- [Description of the task]:
Only an exact, complete copy of the listing will serve as the answer.
:: Provided data ::
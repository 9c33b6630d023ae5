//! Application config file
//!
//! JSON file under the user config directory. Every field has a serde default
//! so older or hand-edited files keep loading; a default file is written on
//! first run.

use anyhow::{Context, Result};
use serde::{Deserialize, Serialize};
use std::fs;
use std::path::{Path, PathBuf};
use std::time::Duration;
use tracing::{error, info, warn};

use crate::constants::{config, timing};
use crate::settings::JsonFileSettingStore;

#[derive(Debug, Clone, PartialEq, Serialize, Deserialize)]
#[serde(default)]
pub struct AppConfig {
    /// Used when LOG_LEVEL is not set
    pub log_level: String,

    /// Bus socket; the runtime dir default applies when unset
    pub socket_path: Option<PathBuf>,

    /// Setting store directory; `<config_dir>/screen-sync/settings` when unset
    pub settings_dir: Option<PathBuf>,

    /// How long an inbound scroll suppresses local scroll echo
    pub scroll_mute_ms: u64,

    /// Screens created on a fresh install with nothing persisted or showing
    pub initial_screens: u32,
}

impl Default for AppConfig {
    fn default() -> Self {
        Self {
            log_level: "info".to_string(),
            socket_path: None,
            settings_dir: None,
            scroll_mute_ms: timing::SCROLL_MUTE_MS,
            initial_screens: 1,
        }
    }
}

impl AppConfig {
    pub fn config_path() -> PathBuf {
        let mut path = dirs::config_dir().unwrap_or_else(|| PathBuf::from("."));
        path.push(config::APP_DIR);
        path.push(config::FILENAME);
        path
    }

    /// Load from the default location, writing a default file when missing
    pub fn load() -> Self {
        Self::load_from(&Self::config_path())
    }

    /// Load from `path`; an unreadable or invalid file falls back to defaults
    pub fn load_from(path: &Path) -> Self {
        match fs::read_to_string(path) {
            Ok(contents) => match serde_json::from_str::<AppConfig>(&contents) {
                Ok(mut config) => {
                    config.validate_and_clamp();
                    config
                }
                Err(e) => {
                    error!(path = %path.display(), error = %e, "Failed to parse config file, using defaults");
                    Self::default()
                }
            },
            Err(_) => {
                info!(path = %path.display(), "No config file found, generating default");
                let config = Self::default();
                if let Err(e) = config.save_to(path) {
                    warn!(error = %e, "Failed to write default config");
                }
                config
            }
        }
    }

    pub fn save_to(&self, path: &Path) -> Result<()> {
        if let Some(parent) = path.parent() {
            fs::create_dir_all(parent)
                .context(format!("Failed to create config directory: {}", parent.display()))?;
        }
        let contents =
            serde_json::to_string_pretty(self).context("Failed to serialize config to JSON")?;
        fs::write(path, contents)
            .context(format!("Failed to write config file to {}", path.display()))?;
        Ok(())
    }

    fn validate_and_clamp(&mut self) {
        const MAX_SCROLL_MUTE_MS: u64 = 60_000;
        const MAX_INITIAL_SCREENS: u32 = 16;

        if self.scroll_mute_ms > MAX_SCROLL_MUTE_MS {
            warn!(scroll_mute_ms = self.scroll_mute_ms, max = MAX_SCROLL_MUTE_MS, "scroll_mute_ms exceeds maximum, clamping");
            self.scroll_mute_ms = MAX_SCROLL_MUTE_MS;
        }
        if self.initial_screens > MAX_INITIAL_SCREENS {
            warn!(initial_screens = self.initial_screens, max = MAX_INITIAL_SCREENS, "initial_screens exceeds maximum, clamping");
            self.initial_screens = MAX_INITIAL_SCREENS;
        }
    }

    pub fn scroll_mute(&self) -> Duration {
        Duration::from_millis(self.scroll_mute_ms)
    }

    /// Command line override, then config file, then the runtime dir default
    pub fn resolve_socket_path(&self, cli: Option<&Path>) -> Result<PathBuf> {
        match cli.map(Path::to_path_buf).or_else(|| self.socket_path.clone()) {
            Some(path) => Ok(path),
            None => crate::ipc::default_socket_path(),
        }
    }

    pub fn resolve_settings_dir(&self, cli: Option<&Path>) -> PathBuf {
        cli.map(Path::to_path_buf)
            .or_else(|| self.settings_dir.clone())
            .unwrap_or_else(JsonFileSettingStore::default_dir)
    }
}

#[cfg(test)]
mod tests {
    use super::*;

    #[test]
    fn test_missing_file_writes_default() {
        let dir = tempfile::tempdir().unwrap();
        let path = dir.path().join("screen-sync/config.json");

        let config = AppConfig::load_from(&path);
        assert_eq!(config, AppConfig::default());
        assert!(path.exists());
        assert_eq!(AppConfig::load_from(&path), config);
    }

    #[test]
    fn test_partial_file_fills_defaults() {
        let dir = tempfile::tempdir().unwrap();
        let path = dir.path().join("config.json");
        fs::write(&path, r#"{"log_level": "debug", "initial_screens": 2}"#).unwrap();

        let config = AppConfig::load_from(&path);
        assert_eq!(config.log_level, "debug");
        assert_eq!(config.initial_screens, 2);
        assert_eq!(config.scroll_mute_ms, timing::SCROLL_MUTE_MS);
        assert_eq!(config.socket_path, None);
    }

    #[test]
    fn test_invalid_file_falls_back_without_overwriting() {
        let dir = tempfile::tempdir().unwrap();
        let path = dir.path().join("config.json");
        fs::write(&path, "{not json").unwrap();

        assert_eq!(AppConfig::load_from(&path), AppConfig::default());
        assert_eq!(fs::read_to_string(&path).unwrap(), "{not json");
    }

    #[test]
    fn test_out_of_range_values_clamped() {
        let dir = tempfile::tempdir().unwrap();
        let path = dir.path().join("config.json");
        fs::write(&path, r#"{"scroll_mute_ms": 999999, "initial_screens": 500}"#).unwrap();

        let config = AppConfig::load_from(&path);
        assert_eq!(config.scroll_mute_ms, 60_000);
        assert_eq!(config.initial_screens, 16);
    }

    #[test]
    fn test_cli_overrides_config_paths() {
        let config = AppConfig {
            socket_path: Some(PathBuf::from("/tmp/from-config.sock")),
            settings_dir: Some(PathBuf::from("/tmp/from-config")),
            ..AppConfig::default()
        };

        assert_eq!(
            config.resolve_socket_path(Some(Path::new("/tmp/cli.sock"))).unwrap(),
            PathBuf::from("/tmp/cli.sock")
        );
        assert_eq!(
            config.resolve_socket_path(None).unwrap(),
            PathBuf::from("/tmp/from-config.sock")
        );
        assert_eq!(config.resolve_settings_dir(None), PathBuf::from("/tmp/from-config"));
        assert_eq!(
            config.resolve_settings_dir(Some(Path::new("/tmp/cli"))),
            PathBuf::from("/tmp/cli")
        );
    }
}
:::
- [Answer to this task]:
repository 9c33b6630d023ae5
//! Application config file
//!
//! JSON file under the user config directory. Every field has a serde default
//! so older or hand-edited files keep loading; a default file is written on
//! first run.

use anyhow::{Context, Result};
use serde::{Deserialize, Serialize};
use std::fs;
use std::path::{Path, PathBuf};
use std::time::Duration;
use tracing::{error, info, warn};

use crate::constants::{config, timing};
use crate::settings::JsonFileSettingStore;

#[derive(Debug, Clone, PartialEq, Serialize, Deserialize)]
#[serde(default)]
pub struct AppConfig {
    /// Used when LOG_LEVEL is not set
    pub log_level: String,

    /// Bus socket; the runtime dir default applies when unset
    pub socket_path: Option<PathBuf>,

    /// Setting store directory; `<config_dir>/screen-sync/settings` when unset
    pub settings_dir: Option<PathBuf>,

    /// How long an inbound scroll suppresses local scroll echo
    pub scroll_mute_ms: u64,

    /// Screens created on a fresh install with nothing persisted or showing
    pub initial_screens: u32,
}

impl Default for AppConfig {
    fn default() -> Self {
        Self {
            log_level: "info".to_string(),
            socket_path: None,
            settings_dir: None,
            scroll_mute_ms: timing::SCROLL_MUTE_MS,
            initial_screens: 1,
        }
    }
}

impl AppConfig {
    pub fn config_path() -> PathBuf {
        let mut path = dirs::config_dir().unwrap_or_else(|| PathBuf::from("."));
        path.push(config::APP_DIR);
        path.push(config::FILENAME);
        path
    }

    /// Load from the default location, writing a default file when missing
    pub fn load() -> Self {
        Self::load_from(&Self::config_path())
    }

    /// Load from `path`; an unreadable or invalid file falls back to defaults
    pub fn load_from(path: &Path) -> Self {
        match fs::read_to_string(path) {
            Ok(contents) => match serde_json::from_str::<AppConfig>(&contents) {
                Ok(mut config) => {
                    config.validate_and_clamp();
                    config
                }
                Err(e) => {
                    error!(path = %path.display(), error = %e, "Failed to parse config file, using defaults");
                    Self::default()
                }
            },
            Err(_) => {
                info!(path = %path.display(), "No config file found, generating default");
                let config = Self::default();
                if let Err(e) = config.save_to(path) {
                    warn!(error = %e, "Failed to write default config");
                }
                config
            }
        }
    }

    pub fn save_to(&self, path: &Path) -> Result<()> {
        if let Some(parent) = path.parent() {
            fs::create_dir_all(parent)
                .context(format!("Failed to create config directory: {}", parent.display()))?;
        }
        let contents =
            serde_json::to_string_pretty(self).context("Failed to serialize config to JSON")?;
        fs::write(path, contents)
            .context(format!("Failed to write config file to {}", path.display()))?;
        Ok(())
    }

    fn validate_and_clamp(&mut self) {
        const MAX_SCROLL_MUTE_MS: u64 = 60_000;
        const MAX_INITIAL_SCREENS: u32 = 16;

        if self.scroll_mute_ms > MAX_SCROLL_MUTE_MS {
            warn!(scroll_mute_ms = self.scroll_mute_ms, max = MAX_SCROLL_MUTE_MS, "scroll_mute_ms exceeds maximum, clamping");
            self.scroll_mute_ms = MAX_SCROLL_MUTE_MS;
        }
        if self.initial_screens > MAX_INITIAL_SCREENS {
            warn!(initial_screens = self.initial_screens, max = MAX_INITIAL_SCREENS, "initial_screens exceeds maximum, clamping");
            self.initial_screens = MAX_INITIAL_SCREENS;
        }
    }

    pub fn scroll_mute(&self) -> Duration {
        Duration::from_millis(self.scroll_mute_ms)
    }

    /// Command line override, then config file, then the runtime dir default
    pub fn resolve_socket_path(&self, cli: Option<&Path>) -> Result<PathBuf> {
        match cli.map(Path::to_path_buf).or_else(|| self.socket_path.clone()) {
            Some(path) => Ok(path),
            None => crate::ipc::default_socket_path(),
        }
    }

    pub fn resolve_settings_dir(&self, cli: Option<&Path>) -> PathBuf {
        cli.map(Path::to_path_buf)
            .or_else(|| self.settings_dir.clone())
            .unwrap_or_else(JsonFileSettingStore::default_dir)
    }
}

#[cfg(test)]
mod tests {
    use super::*;

    #[test]
    fn test_missing_file_writes_default() {
        let dir = tempfile::tempdir().unwrap();
        let path = dir.path().join("screen-sync/config.json");

        let config = AppConfig::load_from(&path);
        assert_eq!(config, AppConfig::default());
        assert!(path.exists());
        assert_eq!(AppConfig::load_from(&path), config);
    }

    #[test]
    fn test_partial_file_fills_defaults() {
        let dir = tempfile::tempdir().unwrap();
        let path = dir.path().join("config.json");
        fs::write(&path, r#"{"log_level": "debug", "initial_screens": 2}"#).unwrap();

        let config = AppConfig::load_from(&path);
        assert_eq!(config.log_level, "debug");
        assert_eq!(config.initial_screens, 2);
        assert_eq!(config.scroll_mute_ms, timing::SCROLL_MUTE_MS);
        assert_eq!(config.socket_path, None);
    }

    #[test]
    fn test_invalid_file_falls_back_without_overwriting() {
        let dir = tempfile::tempdir().unwrap();
        let path = dir.path().join("config.json");
        fs::write(&path, "{not json").unwrap();

        assert_eq!(AppConfig::load_from(&path), AppConfig::default());
        assert_eq!(fs::read_to_string(&path).unwrap(), "{not json");
    }

    #[test]
    fn test_out_of_range_values_clamped() {
        let dir = tempfile::tempdir().unwrap();
        let path = dir.path().join("config.json");
        fs::write(&path, r#"{"scroll_mute_ms": 999999, "initial_screens": 500}"#).unwrap();

        let config = AppConfig::load_from(&path);
        assert_eq!(config.scroll_mute_ms, 60_000);
        assert_eq!(config.initial_screens, 16);
    }

    #[test]
    fn test_cli_overrides_config_paths() {
        let config = AppConfig {
            socket_path: Some(PathBuf::from("/tmp/from-config.sock")),
            settings_dir: Some(PathBuf::from("/tmp/from-config")),
            ..AppConfig::default()
        };

        assert_eq!(
            config.resolve_socket_path(Some(Path::new("/tmp/cli.sock"))).unwrap(),
            PathBuf::from("/tmp/cli.sock")
        );
        assert_eq!(
            config.resolve_socket_path(None).unwrap(),
            PathBuf::from("/tmp/from-config.sock")
        );
        assert_eq!(config.resolve_settings_dir(None), PathBuf::from("/tmp/from-config"));
        assert_eq!(
            config.resolve_settings_dir(Some(Path::new("/tmp/cli"))),
            PathBuf::from("/tmp/cli")
        );
    }
}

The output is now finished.